╔══

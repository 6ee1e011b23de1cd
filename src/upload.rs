//! Document upload.
//!
//! One document is active at a time; a successful upload replaces whatever
//! was active before. Like a question, an upload runs in three steps
//! ([`begin_upload`], [`send`], [`finish_upload`]) so a front end can show
//! progress while the request is in flight. The progress flag and the
//! upload prompt are reset after every attempt, whichever way it ended.

use anyhow::{Context, Result};
use std::path::Path;

use crate::api::ApiOutcome;
use crate::context::{AppContext, Outcome, Rejection};
use crate::models::{ActiveDocument, DocumentId};
use crate::view::Prompt;

/// A file picked for upload.
#[derive(Debug, Clone)]
pub struct UploadFile {
    pub name: String,
    pub bytes: Vec<u8>,
}

impl UploadFile {
    pub fn new(name: impl Into<String>, bytes: Vec<u8>) -> Self {
        Self {
            name: name.into(),
            bytes,
        }
    }

    /// Reads a file from disk; the name is the final path component.
    pub async fn read(path: &Path) -> Result<Self> {
        let name = path
            .file_name()
            .and_then(|n| n.to_str())
            .ok_or_else(|| anyhow::anyhow!("not a file path: {}", path.display()))?
            .to_string();
        let bytes = tokio::fs::read(path)
            .await
            .with_context(|| format!("Failed to read {}", path.display()))?;
        Ok(Self { name, bytes })
    }
}

/// Checks the upload precondition: a credential must exist. Otherwise warns
/// and opens the login prompt. Front ends call this before reading a file
/// from disk.
pub fn ensure_signed_in(ctx: &mut AppContext) -> Result<(), Outcome> {
    if ctx.credential().is_none() {
        let outcome = ctx.reject(Rejection::NotAuthenticatedForUpload);
        ctx.view.open(Prompt::Login);
        return Err(outcome);
    }
    Ok(())
}

/// Opens the upload prompt, or asks for a login first.
pub fn open_upload_prompt(ctx: &mut AppContext) -> Outcome {
    if let Err(outcome) = ensure_signed_in(ctx) {
        return outcome;
    }
    ctx.view.open(Prompt::Upload);
    Outcome::Success
}

/// An upload that passed its precondition and is showing progress.
#[derive(Debug)]
pub struct PendingUpload {
    pub name: String,
    bytes: Vec<u8>,
}

/// Checks the precondition and raises the progress flag.
pub fn begin_upload(ctx: &mut AppContext, file: UploadFile) -> Result<PendingUpload, Outcome> {
    ensure_signed_in(ctx)?;
    ctx.view.upload_in_progress = true;
    Ok(PendingUpload {
        name: file.name,
        bytes: file.bytes,
    })
}

/// Transmits the file. The bytes are handed to the request, so each
/// pending upload is sent once.
pub async fn send(ctx: &AppContext, pending: &mut PendingUpload) -> ApiOutcome<DocumentId> {
    let bytes = std::mem::take(&mut pending.bytes);
    tracing::debug!(file = %pending.name, size = bytes.len(), "uploading");
    ctx.api.upload(ctx.credential(), &pending.name, bytes).await
}

/// Clears progress and the upload prompt, then applies the result.
pub fn finish_upload(
    ctx: &mut AppContext,
    pending: PendingUpload,
    outcome: ApiOutcome<DocumentId>,
) -> Outcome {
    ctx.view.upload_in_progress = false;
    ctx.view.close(Prompt::Upload);

    let name = pending.name;
    match outcome {
        ApiOutcome::Success(id) => {
            tracing::info!(file = %name, document_id = %id, "document uploaded");
            ctx.view.show_chat(&name);
            ctx.document = Some(ActiveDocument {
                id,
                display_name: name.clone(),
            });
            ctx.notifier.success(&format!(
                "File \"{}\" uploaded successfully! You can now ask questions.",
                name
            ));
            Outcome::Success
        }
        ApiOutcome::Domain(message) => ctx.domain_error(message, "Upload failed"),
        ApiOutcome::Transport(e) => ctx.transport_error(&e),
    }
}

pub async fn upload(ctx: &mut AppContext, file: UploadFile) -> Outcome {
    let mut pending = match begin_upload(ctx, file) {
        Ok(p) => p,
        Err(outcome) => return outcome,
    };
    let outcome = send(ctx, &mut pending).await;
    finish_upload(ctx, pending, outcome)
}

#[cfg(test)]
mod tests {
    use super::*;
    use crate::api::ApiClient;
    use crate::config::ApiConfig;
    use crate::models::{Credential, Identity};
    use crate::notify::RecordingNotifier;
    use crate::session::{MemoryCredentialStore, SessionStore};
    use tempfile::TempDir;

    #[tokio::test]
    async fn read_uses_final_path_component() {
        let tmp = TempDir::new().unwrap();
        let path = tmp.path().join("report.pdf");
        std::fs::write(&path, b"%PDF-1.4").unwrap();

        let file = UploadFile::read(&path).await.unwrap();
        assert_eq!(file.name, "report.pdf");
        assert_eq!(file.bytes, b"%PDF-1.4");
    }

    fn signed_out() -> (AppContext, RecordingNotifier) {
        let api = ApiClient::new(&ApiConfig::default()).unwrap();
        let session = SessionStore::open(Box::new(MemoryCredentialStore::new()));
        let rec = RecordingNotifier::new();
        let ctx = AppContext::new(api, session, Box::new(rec.clone()));
        (ctx, rec)
    }

    #[test]
    fn signed_out_upload_is_refused_before_reading() {
        let (mut ctx, rec) = signed_out();
        let err = ensure_signed_in(&mut ctx).unwrap_err();
        assert_eq!(err, Outcome::Rejected(Rejection::NotAuthenticatedForUpload));
        assert_eq!(ctx.view.open_prompt, Some(Prompt::Login));
        assert_eq!(
            rec.last().unwrap().message,
            "Please login first to upload documents"
        );
    }

    #[test]
    fn progress_flag_spans_the_request() {
        let (mut ctx, _) = signed_out();
        ctx.set_session(
            Credential::new("T"),
            Identity {
                email: "ada@example.com".into(),
                full_name: None,
            },
        );
        ctx.view.open(Prompt::Upload);

        let pending = begin_upload(&mut ctx, UploadFile::new("report.pdf", vec![1, 2])).unwrap();
        assert!(ctx.view.upload_in_progress);
        assert_eq!(ctx.view.open_prompt, Some(Prompt::Upload));

        let outcome = finish_upload(&mut ctx, pending, ApiOutcome::Domain(None));
        assert_eq!(outcome, Outcome::DomainError("Upload failed".into()));
        assert!(!ctx.view.upload_in_progress);
        assert_eq!(ctx.view.open_prompt, None);
    }

    #[tokio::test]
    async fn read_missing_file_fails() {
        let tmp = TempDir::new().unwrap();
        let err = UploadFile::read(&tmp.path().join("gone.txt")).await.unwrap_err();
        assert!(err.to_string().contains("Failed to read"));
    }
}
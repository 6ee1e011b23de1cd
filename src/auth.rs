//! Login, registration, logout and identity lookup.
//!
//! A failed login or registration leaves the session exactly as it was, so
//! both can simply be retried.

use crate::api::ApiOutcome;
use crate::context::{AppContext, Outcome, Rejection};
use crate::models::Identity;
use crate::view::Prompt;

pub async fn login(ctx: &mut AppContext, email: &str, password: &str) -> Outcome {
    match ctx.api.login(email, password).await {
        ApiOutcome::Success(credential) => {
            ctx.set_session(
                credential,
                Identity {
                    email: email.to_string(),
                    full_name: None,
                },
            );
            ctx.view.close(Prompt::Login);
            ctx.notifier.success("Login successful!");
            tracing::info!(email, "logged in");
            Outcome::Success
        }
        ApiOutcome::Domain(message) => ctx.domain_error(message, "Login failed"),
        ApiOutcome::Transport(e) => ctx.transport_error(&e),
    }
}

/// Registers an account. Never signs in; opens the login prompt instead.
pub async fn register(ctx: &mut AppContext, full_name: &str, email: &str, password: &str) -> Outcome {
    match ctx.api.register(full_name, email, password).await {
        ApiOutcome::Success(()) => {
            ctx.view.close(Prompt::Register);
            ctx.notifier.success("Registration successful! Please login.");
            ctx.view.open(Prompt::Login);
            Outcome::Success
        }
        ApiOutcome::Domain(message) => ctx.domain_error(message, "Registration failed"),
        ApiOutcome::Transport(e) => ctx.transport_error(&e),
    }
}

/// Drops the credential, the active document and the transcript.
pub fn logout(ctx: &mut AppContext) -> Outcome {
    ctx.clear_session();
    ctx.document = None;
    ctx.transcript.clear();
    ctx.view.reset_chat();
    ctx.notifier.success("Logged out successfully");
    Outcome::Success
}

/// Fetches the signed-in user's profile and attaches it to the session.
pub async fn whoami(ctx: &mut AppContext) -> Outcome {
    if ctx.credential().is_none() {
        return ctx.reject(Rejection::NotAuthenticated);
    }
    match ctx.api.me(ctx.credential()).await {
        ApiOutcome::Success(profile) => {
            ctx.set_identity(Identity {
                email: profile.email,
                full_name: profile.full_name,
            });
            Outcome::Success
        }
        ApiOutcome::Domain(message) => ctx.domain_error(message, "Could not load your profile"),
        ApiOutcome::Transport(e) => ctx.transport_error(&e),
    }
}

pub fn open_login_prompt(ctx: &mut AppContext) {
    ctx.view.open(Prompt::Login);
}

pub fn open_register_prompt(ctx: &mut AppContext) {
    ctx.view.open(Prompt::Register);
}
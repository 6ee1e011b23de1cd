//! Presentation state, independent of how it is drawn.
//!
//! Handlers never print. They mutate a [`ViewState`] and emit notifications;
//! a front end (the interactive session in [`crate::repl`], or a test)
//! decides what that looks like.

use crate::models::{Identity, QuestionTicket};

/// Text shown in place of a document name when none is active.
pub const NO_DOCUMENT_LABEL: &str = "No document uploaded";

/// Header area: signed-in greeting or sign-in actions.
#[derive(Debug, Clone, PartialEq, Eq)]
pub enum Chrome {
    SignedOut,
    SignedIn { display_name: String },
}

impl Chrome {
    pub fn for_session(authenticated: bool, identity: Option<&Identity>) -> Self {
        if !authenticated {
            return Chrome::SignedOut;
        }
        Chrome::SignedIn {
            display_name: identity
                .map(|i| i.display_name().to_string())
                .unwrap_or_else(|| "User".to_string()),
        }
    }
}

/// Modal prompts. At most one is open.
#[derive(Debug, Clone, Copy, PartialEq, Eq)]
pub enum Prompt {
    Login,
    Register,
    Upload,
}

#[derive(Debug, Clone, PartialEq, Eq)]
pub struct ViewState {
    pub chrome: Chrome,
    pub open_prompt: Option<Prompt>,
    pub upload_in_progress: bool,
    pub question_input_enabled: bool,
    pub chat_visible: bool,
    pub document_label: String,
    /// Ticket of the question whose "typing" indicator is showing.
    pub pending: Option<QuestionTicket>,
}

impl Default for ViewState {
    fn default() -> Self {
        Self {
            chrome: Chrome::SignedOut,
            open_prompt: None,
            upload_in_progress: false,
            question_input_enabled: false,
            chat_visible: false,
            document_label: NO_DOCUMENT_LABEL.to_string(),
            pending: None,
        }
    }
}

impl ViewState {
    pub fn open(&mut self, prompt: Prompt) {
        self.open_prompt = Some(prompt);
    }

    /// Closes `prompt` if it is the one showing.
    pub fn close(&mut self, prompt: Prompt) {
        if self.open_prompt == Some(prompt) {
            self.open_prompt = None;
        }
    }

    /// Consumes the open prompt, for front ends that render it once.
    pub fn take_prompt(&mut self) -> Option<Prompt> {
        self.open_prompt.take()
    }

    pub fn show_chat(&mut self, document_name: &str) {
        self.document_label = document_name.to_string();
        self.chat_visible = true;
        self.question_input_enabled = true;
    }

    pub fn reset_chat(&mut self) {
        self.chat_visible = false;
        self.question_input_enabled = false;
        self.document_label = NO_DOCUMENT_LABEL.to_string();
        self.pending = None;
    }

    pub fn pending_visible(&self) -> bool {
        self.pending.is_some()
    }
}

#[cfg(test)]
mod tests {
    use super::*;

    #[test]
    fn close_only_affects_matching_prompt() {
        let mut v = ViewState::default();
        v.open(Prompt::Login);
        v.close(Prompt::Upload);
        assert_eq!(v.open_prompt, Some(Prompt::Login));
        v.close(Prompt::Login);
        assert_eq!(v.open_prompt, None);
    }

    #[test]
    fn chrome_greets_by_name() {
        let id = Identity {
            email: "ada@example.com".into(),
            full_name: Some("Ada".into()),
        };
        assert_eq!(
            Chrome::for_session(true, Some(&id)),
            Chrome::SignedIn {
                display_name: "Ada".into()
            }
        );
        assert_eq!(
            Chrome::for_session(true, None),
            Chrome::SignedIn {
                display_name: "User".into()
            }
        );
        assert_eq!(Chrome::for_session(false, Some(&id)), Chrome::SignedOut);
    }

    #[test]
    fn reset_chat_restores_defaults() {
        let mut v = ViewState::default();
        v.show_chat("report.pdf");
        assert!(v.question_input_enabled);
        assert_eq!(v.document_label, "report.pdf");
        v.reset_chat();
        assert!(!v.chat_visible);
        assert!(!v.question_input_enabled);
        assert_eq!(v.document_label, NO_DOCUMENT_LABEL);
    }
}
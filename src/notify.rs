//! Transient user-facing notifications.
//!
//! Every handler reports its result to the user through a [`Notifier`]:
//! successes, domain errors, validation warnings, and informational notes.
//! Notifications go to **stderr** so stdout stays parseable for scripts
//! (document ids, answers, listings).
//!
//! Notifications are not logs. Diagnostics go through `tracing`.

use serde::Serialize;
use std::io::Write;
use std::sync::{Arc, Mutex};

#[derive(Clone, Copy, Debug, Eq, PartialEq, Serialize)]
#[serde(rename_all = "lowercase")]
pub enum Level {
    Success,
    Error,
    Warning,
    Info,
}

impl Level {
    pub fn as_str(&self) -> &'static str {
        match self {
            Level::Success => "success",
            Level::Error => "error",
            Level::Warning => "warning",
            Level::Info => "info",
        }
    }
}

#[derive(Clone, Debug, Eq, PartialEq, Serialize)]
pub struct Notification {
    pub level: Level,
    pub message: String,
}

impl Notification {
    pub fn new(level: Level, message: impl Into<String>) -> Self {
        Self {
            level,
            message: message.into(),
        }
    }
}

/// Sink for notifications.
pub trait Notifier: Send + Sync {
    fn notify(&self, notification: Notification);

    fn success(&self, message: &str) {
        self.notify(Notification::new(Level::Success, message));
    }

    fn error(&self, message: &str) {
        self.notify(Notification::new(Level::Error, message));
    }

    fn warning(&self, message: &str) {
        self.notify(Notification::new(Level::Warning, message));
    }

    fn info(&self, message: &str) {
        self.notify(Notification::new(Level::Info, message));
    }
}

/// Human-friendly line on stderr: `[success] Login successful!`.
pub struct StderrNotifier;

impl Notifier for StderrNotifier {
    fn notify(&self, notification: Notification) {
        let line = format!("[{}] {}\n", notification.level.as_str(), notification.message);
        let mut err = std::io::stderr().lock();
        let _ = err.write_all(line.as_bytes());
        let _ = err.flush();
    }
}

/// Machine-readable notifications: one JSON object per line on stderr.
pub struct JsonNotifier;

impl Notifier for JsonNotifier {
    fn notify(&self, notification: Notification) {
        let obj = serde_json::json!({
            "event": "notification",
            "level": notification.level,
            "message": notification.message,
        });
        if let Ok(line) = serde_json::to_string(&obj) {
            let mut err = std::io::stderr().lock();
            let _ = writeln!(err, "{}", line);
            let _ = err.flush();
        }
    }
}

/// Drops everything.
pub struct NoNotifier;

impl Notifier for NoNotifier {
    fn notify(&self, _notification: Notification) {}
}

/// Keeps every notification in memory. Clones share the same buffer, so a
/// test can hand one clone to the context and inspect the other.
#[derive(Clone, Default)]
pub struct RecordingNotifier {
    seen: Arc<Mutex<Vec<Notification>>>,
}

impl RecordingNotifier {
    pub fn new() -> Self {
        Self::default()
    }

    pub fn notifications(&self) -> Vec<Notification> {
        self.seen.lock().map(|v| v.clone()).unwrap_or_default()
    }

    pub fn last(&self) -> Option<Notification> {
        self.seen.lock().ok().and_then(|v| v.last().cloned())
    }

    pub fn clear(&self) {
        if let Ok(mut v) = self.seen.lock() {
            v.clear();
        }
    }
}

impl Notifier for RecordingNotifier {
    fn notify(&self, notification: Notification) {
        if let Ok(mut v) = self.seen.lock() {
            v.push(notification);
        }
    }
}

/// Notification mode for the CLI: off, human (stderr), or JSON (stderr).
#[derive(Clone, Copy, Debug, Eq, PartialEq)]
pub enum NotifyMode {
    Off,
    Human,
    Json,
}

impl NotifyMode {
    /// Default: human notifications when stderr is a TTY, otherwise off.
    pub fn default_for_tty() -> Self {
        if atty::is(atty::Stream::Stderr) {
            NotifyMode::Human
        } else {
            NotifyMode::Off
        }
    }

    pub fn notifier(&self) -> Box<dyn Notifier> {
        match self {
            NotifyMode::Off => Box::new(NoNotifier),
            NotifyMode::Human => Box::new(StderrNotifier),
            NotifyMode::Json => Box::new(JsonNotifier),
        }
    }
}

#[cfg(test)]
mod tests {
    use super::*;

    #[test]
    fn recording_clones_share_buffer() {
        let rec = RecordingNotifier::new();
        let handle = rec.clone();
        let boxed: Box<dyn Notifier> = Box::new(rec);
        boxed.warning("Please enter a question");
        boxed.success("ok");

        let seen = handle.notifications();
        assert_eq!(seen.len(), 2);
        assert_eq!(seen[0].level, Level::Warning);
        assert_eq!(seen[0].message, "Please enter a question");
        assert_eq!(handle.last().unwrap().level, Level::Success);

        handle.clear();
        assert!(handle.notifications().is_empty());
    }

    #[test]
    fn level_serializes_lowercase() {
        let n = Notification::new(Level::Error, "Upload failed");
        let v = serde_json::to_value(&n).unwrap();
        assert_eq!(v["level"], "error");
    }
}
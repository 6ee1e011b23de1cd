//! Session store and durable credential storage.
//!
//! [`SessionStore`] owns the in-memory [`Session`] and mirrors the credential
//! (never the identity) into a [`CredentialStore`] so it survives restarts.
//! The file-backed store keeps a small JSON object on disk with the token
//! under the fixed key [`STORAGE_KEY`]:
//!
//! ```json
//! { "auth_token": "eyJhbGciOi..." }
//! ```

use anyhow::{Context, Result};
use std::path::{Path, PathBuf};
use std::sync::{Arc, Mutex};

use crate::models::{Credential, Identity, Session};

/// Key the credential is stored under.
pub const STORAGE_KEY: &str = "auth_token";

/// Durable storage for a single credential string.
pub trait CredentialStore: Send + Sync {
    fn load(&self) -> Result<Option<String>>;
    fn save(&self, credential: &str) -> Result<()>;
    fn remove(&self) -> Result<()>;
}

/// Credential persisted as JSON on disk.
pub struct FileCredentialStore {
    path: PathBuf,
}

impl FileCredentialStore {
    pub fn new(path: impl Into<PathBuf>) -> Self {
        Self { path: path.into() }
    }

    fn read_map(&self) -> Result<serde_json::Map<String, serde_json::Value>> {
        if !self.path.exists() {
            return Ok(serde_json::Map::new());
        }
        let raw = std::fs::read_to_string(&self.path)
            .with_context(|| format!("Failed to read session file: {}", self.path.display()))?;
        if raw.trim().is_empty() {
            return Ok(serde_json::Map::new());
        }
        let value: serde_json::Value = serde_json::from_str(&raw)
            .with_context(|| format!("Corrupt session file: {}", self.path.display()))?;
        match value {
            serde_json::Value::Object(map) => Ok(map),
            _ => anyhow::bail!("Corrupt session file: {}", self.path.display()),
        }
    }

    fn write_map(&self, map: &serde_json::Map<String, serde_json::Value>) -> Result<()> {
        if map.is_empty() {
            if self.path.exists() {
                std::fs::remove_file(&self.path).with_context(|| {
                    format!("Failed to remove session file: {}", self.path.display())
                })?;
            }
            return Ok(());
        }
        if let Some(parent) = self.path.parent() {
            std::fs::create_dir_all(parent)?;
        }
        let json = serde_json::to_string_pretty(map)?;
        std::fs::write(&self.path, json)
            .with_context(|| format!("Failed to write session file: {}", self.path.display()))?;
        restrict_permissions(&self.path)?;
        Ok(())
    }
}

#[cfg(unix)]
fn restrict_permissions(path: &Path) -> Result<()> {
    use std::os::unix::fs::PermissionsExt;
    std::fs::set_permissions(path, std::fs::Permissions::from_mode(0o600))?;
    Ok(())
}

#[cfg(not(unix))]
fn restrict_permissions(_path: &Path) -> Result<()> {
    Ok(())
}

impl CredentialStore for FileCredentialStore {
    fn load(&self) -> Result<Option<String>> {
        let map = self.read_map()?;
        Ok(map
            .get(STORAGE_KEY)
            .and_then(|v| v.as_str())
            .filter(|s| !s.is_empty())
            .map(str::to_string))
    }

    fn save(&self, credential: &str) -> Result<()> {
        let mut map = self.read_map().unwrap_or_default();
        map.insert(
            STORAGE_KEY.to_string(),
            serde_json::Value::String(credential.to_string()),
        );
        self.write_map(&map)
    }

    fn remove(&self) -> Result<()> {
        let mut map = self.read_map().unwrap_or_default();
        map.remove(STORAGE_KEY);
        self.write_map(&map)
    }
}

/// In-process store. Clones share the slot, which lets a test "reload" by
/// opening a second [`SessionStore`] over the same storage.
#[derive(Clone, Default)]
pub struct MemoryCredentialStore {
    slot: Arc<Mutex<Option<String>>>,
}

impl MemoryCredentialStore {
    pub fn new() -> Self {
        Self::default()
    }
}

impl CredentialStore for MemoryCredentialStore {
    fn load(&self) -> Result<Option<String>> {
        let slot = self
            .slot
            .lock()
            .map_err(|_| anyhow::anyhow!("credential slot poisoned"))?;
        Ok(slot.clone())
    }

    fn save(&self, credential: &str) -> Result<()> {
        let mut slot = self
            .slot
            .lock()
            .map_err(|_| anyhow::anyhow!("credential slot poisoned"))?;
        *slot = Some(credential.to_string());
        Ok(())
    }

    fn remove(&self) -> Result<()> {
        let mut slot = self
            .slot
            .lock()
            .map_err(|_| anyhow::anyhow!("credential slot poisoned"))?;
        *slot = None;
        Ok(())
    }
}

/// Holds the current session and keeps the persisted credential in sync.
pub struct SessionStore {
    storage: Box<dyn CredentialStore>,
    session: Session,
}

impl SessionStore {
    /// Opens the store, restoring a persisted credential if there is one.
    /// A restored session has no identity. Unreadable storage starts an
    /// anonymous session; the next save or remove overwrites it.
    pub fn open(storage: Box<dyn CredentialStore>) -> Self {
        let session = match storage.load() {
            Ok(Some(token)) => Session::Authenticated {
                credential: Credential::new(token),
                identity: None,
            },
            Ok(None) => Session::Anonymous,
            Err(e) => {
                tracing::warn!(error = %e, "ignoring unreadable session storage");
                Session::Anonymous
            }
        };
        Self { storage, session }
    }

    pub fn session(&self) -> &Session {
        &self.session
    }

    pub fn current_credential(&self) -> Option<&Credential> {
        self.session.credential()
    }

    pub fn identity(&self) -> Option<&Identity> {
        self.session.identity()
    }

    /// Replaces the session. The in-memory state is updated even when
    /// persisting fails; the error is returned for the caller to report.
    pub fn set_session(&mut self, credential: Credential, identity: Identity) -> Result<()> {
        let persisted = self.storage.save(credential.as_str());
        self.session = Session::Authenticated {
            credential,
            identity: Some(identity),
        };
        persisted
    }

    /// Attaches identity to an authenticated session. Returns `false` when
    /// there is no credential to attach it to.
    pub fn set_identity(&mut self, identity: Identity) -> bool {
        match &mut self.session {
            Session::Authenticated { identity: slot, .. } => {
                *slot = Some(identity);
                true
            }
            Session::Anonymous => false,
        }
    }

    /// Erases credential and identity, in memory and on disk.
    pub fn clear_session(&mut self) -> Result<()> {
        self.session = Session::Anonymous;
        self.storage.remove()
    }
}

╚══

*DESCRIPTION OF THE TASK*. Return exactly, and only, the lines from the start of the listing through the line with "reading a file".

*RESPONSE TO THE EXERCISE*.
repository 6ee1e011b23de1cd
filename src/upload.rs
//! Document upload.
//!
//! One document is active at a time; a successful upload replaces whatever
//! was active before. Like a question, an upload runs in three steps
//! ([`begin_upload`], [`send`], [`finish_upload`]) so a front end can show
//! progress while the request is in flight. The progress flag and the
//! upload prompt are reset after every attempt, whichever way it ended.

use anyhow::{Context, Result};
use std::path::Path;

use crate::api::ApiOutcome;
use crate::context::{AppContext, Outcome, Rejection};
use crate::models::{ActiveDocument, DocumentId};
use crate::view::Prompt;

/// A file picked for upload.
#[derive(Debug, Clone)]
pub struct UploadFile {
    pub name: String,
    pub bytes: Vec<u8>,
}

impl UploadFile {
    pub fn new(name: impl Into<String>, bytes: Vec<u8>) -> Self {
        Self {
            name: name.into(),
            bytes,
        }
    }

    /// Reads a file from disk; the name is the final path component.
    pub async fn read(path: &Path) -> Result<Self> {
        let name = path
            .file_name()
            .and_then(|n| n.to_str())
            .ok_or_else(|| anyhow::anyhow!("not a file path: {}", path.display()))?
            .to_string();
        let bytes = tokio::fs::read(path)
            .await
            .with_context(|| format!("Failed to read {}", path.display()))?;
        Ok(Self { name, bytes })
    }
}

/// Checks the upload precondition: a credential must exist. Otherwise warns
/// and opens the login prompt. Front ends call this before reading a file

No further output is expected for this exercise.